"""
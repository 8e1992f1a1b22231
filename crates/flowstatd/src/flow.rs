//! Flow keys and aggregation masks.
//!
//! A packet is first described by a full [`FlowKey`] carrying every field the
//! capture path can observe. The mask selected for the packet's
//! [`Direction`] then reduces it: unselected fields are replaced by a fixed
//! wildcard, so two packets that differ only in unselected fields produce
//! equal (and equally hashed) keys.

use crate::error::ConfigError;
use flowstat_types::{AddressFamily, AsNumber, HostAddr, VlanId};
use std::fmt;
use std::ops::{BitOr, BitOrAssign};

/// Locality class of a packet, derived from its source and destination.
#[derive(Debug, Clone, Copy, PartialEq, Eq, Hash, PartialOrd, Ord)]
pub enum Direction {
    /// Non-IP or truncated packets
    Unknown,
    Incoming,
    Outgoing,
    Internal,
    External,
}

impl Direction {
    pub const fn as_str(&self) -> &'static str {
        match self {
            Direction::Unknown => "unknown",
            Direction::Incoming => "incoming",
            Direction::Outgoing => "outgoing",
            Direction::Internal => "internal",
            Direction::External => "external",
        }
    }

    /// Classifies a packet from the locality of its two endpoints.
    pub const fn from_locality(src_local: bool, dst_local: bool) -> Self {
        match (src_local, dst_local) {
            (true, true) => Direction::Internal,
            (false, false) => Direction::External,
            (true, false) => Direction::Outgoing,
            (false, true) => Direction::Incoming,
        }
    }
}

impl fmt::Display for Direction {
    fn fmt(&self, f: &mut fmt::Formatter<'_>) -> fmt::Result {
        f.write_str(self.as_str())
    }
}

/// Set of flow key fields kept by a direction class.
#[derive(Debug, Clone, Copy, PartialEq, Eq, Hash, Default)]
pub struct AggregateFlags(u16);

impl AggregateFlags {
    pub const EMPTY: Self = AggregateFlags(0);
    pub const IFACE: Self = AggregateFlags(0x0001);
    pub const AF: Self = AggregateFlags(0x0004);
    pub const PROTO: Self = AggregateFlags(0x0008);
    pub const VLAN: Self = AggregateFlags(0x0010);
    pub const SRC_HOST: Self = AggregateFlags(0x0020);
    pub const DST_HOST: Self = AggregateFlags(0x0040);
    pub const SRC_AS: Self = AggregateFlags(0x0080);
    pub const DST_AS: Self = AggregateFlags(0x0100);
    pub const SRC_PORT: Self = AggregateFlags(0x0200);
    pub const DST_PORT: Self = AggregateFlags(0x0400);
    pub const APP: Self = AggregateFlags(0x0800);

    pub const fn bits(&self) -> u16 {
        self.0
    }

    pub const fn contains(&self, other: AggregateFlags) -> bool {
        self.0 & other.0 == other.0
    }

    /// Looks up a single flag by its configuration name.
    ///
    /// `direction` is accepted and maps to no bit, since every key carries
    /// its direction.
    pub fn from_name(name: &str) -> Option<Self> {
        let flag = match name {
            "direction" => Self::EMPTY,
            "iface" => Self::IFACE,
            "af" => Self::AF,
            "proto" => Self::PROTO,
            "vlan" => Self::VLAN,
            "src_host" => Self::SRC_HOST,
            "dst_host" => Self::DST_HOST,
            "src_as" => Self::SRC_AS,
            "dst_as" => Self::DST_AS,
            "src_port" => Self::SRC_PORT,
            "dst_port" => Self::DST_PORT,
            "app" => Self::APP,
            _ => return None,
        };
        Some(flag)
    }

    /// Parses a configured flag list; `field` names the list in errors.
    pub fn parse_list<S: AsRef<str>>(
        field: &'static str,
        names: &[S],
    ) -> Result<Self, ConfigError> {
        names.iter().try_fold(Self::EMPTY, |acc, name| {
            let name = name.as_ref().trim();
            Self::from_name(name)
                .map(|flag| acc | flag)
                .ok_or_else(|| ConfigError::UnknownFlag {
                    field,
                    flag: name.to_string(),
                })
        })
    }
}

impl BitOr for AggregateFlags {
    type Output = Self;

    fn bitor(self, rhs: Self) -> Self {
        AggregateFlags(self.0 | rhs.0)
    }
}

impl BitOrAssign for AggregateFlags {
    fn bitor_assign(&mut self, rhs: Self) {
        self.0 |= rhs.0;
    }
}

/// One mask per direction class.
#[derive(Debug, Clone, Copy, PartialEq, Eq, Default)]
pub struct AggregationSpec {
    pub incoming: AggregateFlags,
    pub outgoing: AggregateFlags,
    pub internal: AggregateFlags,
    pub external: AggregateFlags,
}

impl AggregationSpec {
    /// The mask applied to packets of `direction`. Unknown keeps nothing.
    pub const fn mask_for(&self, direction: Direction) -> AggregateFlags {
        match direction {
            Direction::Unknown => AggregateFlags::EMPTY,
            Direction::Incoming => self.incoming,
            Direction::Outgoing => self.outgoing,
            Direction::Internal => self.internal,
            Direction::External => self.external,
        }
    }
}

/// Application identifier: protocol in the high 16 bits, the lower of the
/// two transport ports (when non-zero) in the low 16 bits.
pub fn app_id(proto: u8, src_port: u16, dst_port: u16) -> u32 {
    let service = src_port.min(dst_port);
    let base = u32::from(proto) << 16;
    if service > 0 {
        base | u32::from(service)
    } else {
        base
    }
}

/// Aggregation key of a flow.
///
/// `None` and zero values are the wildcard of their field once a key has
/// been reduced; see [`FlowKey::masked`].
#[derive(Debug, Clone, Copy, PartialEq, Eq, Hash)]
pub struct FlowKey {
    pub direction: Direction,
    /// Receiving port index
    pub port: Option<u8>,
    pub af: Option<AddressFamily>,
    pub proto: u8,
    pub vlan: Option<VlanId>,
    pub src_host: HostAddr,
    pub dst_host: HostAddr,
    pub src_as: Option<AsNumber>,
    pub dst_as: Option<AsNumber>,
    pub src_port: Option<u16>,
    pub dst_port: Option<u16>,
    /// Application id, `None` when not part of the key
    pub app: Option<u32>,
}

impl FlowKey {
    /// A key with only the direction set.
    pub const fn wildcard(direction: Direction) -> Self {
        FlowKey {
            direction,
            port: None,
            af: None,
            proto: 0,
            vlan: None,
            src_host: HostAddr::UNSPECIFIED,
            dst_host: HostAddr::UNSPECIFIED,
            src_as: None,
            dst_as: None,
            src_port: None,
            dst_port: None,
            app: None,
        }
    }

    /// Replaces every field not selected by `mask` with its wildcard.
    pub fn masked(&self, mask: AggregateFlags) -> Self {
        let keep = |flag| mask.contains(flag);
        let mut key = FlowKey::wildcard(self.direction);
        if keep(AggregateFlags::IFACE) {
            key.port = self.port;
        }
        if keep(AggregateFlags::AF) {
            key.af = self.af;
        }
        if keep(AggregateFlags::PROTO) {
            key.proto = self.proto;
        }
        if keep(AggregateFlags::VLAN) {
            key.vlan = self.vlan;
        }
        if keep(AggregateFlags::SRC_HOST) {
            key.src_host = self.src_host;
        }
        if keep(AggregateFlags::DST_HOST) {
            key.dst_host = self.dst_host;
        }
        if keep(AggregateFlags::SRC_AS) {
            key.src_as = self.src_as;
        }
        if keep(AggregateFlags::DST_AS) {
            key.dst_as = self.dst_as;
        }
        if keep(AggregateFlags::SRC_PORT) {
            key.src_port = self.src_port;
        }
        if keep(AggregateFlags::DST_PORT) {
            key.dst_port = self.dst_port;
        }
        if keep(AggregateFlags::APP) {
            key.app = self.app;
        }
        key
    }
}

/// Packet and byte counters of one flow.
#[derive(Debug, Clone, Copy, PartialEq, Eq, Default)]
pub struct FlowCounters {
    pub packets: u64,
    pub bytes: u64,
}

impl FlowCounters {
    pub fn add(&mut self, bytes: u32) {
        self.packets += 1;
        self.bytes += u64::from(bytes);
    }
}

/// A drained flow with its totals for one export interval.
#[derive(Debug, Clone, Copy, PartialEq, Eq)]
pub struct FlowRecord {
    pub key: FlowKey,
    pub packets: u64,
    pub bytes: u64,
}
"""
> [Problem description]: Reproduce, with both ends included, the lines from the one holding "#[derive(Debug, Clone, Copy, PartialEq, Eq)]" to the end of the records above.

> [Written solution]:
#[derive(Debug, Clone, Copy, PartialEq, Eq)]
pub struct FlowRecord {
    pub key: FlowKey,
    pub packets: u64,
    pub bytes: u64,
}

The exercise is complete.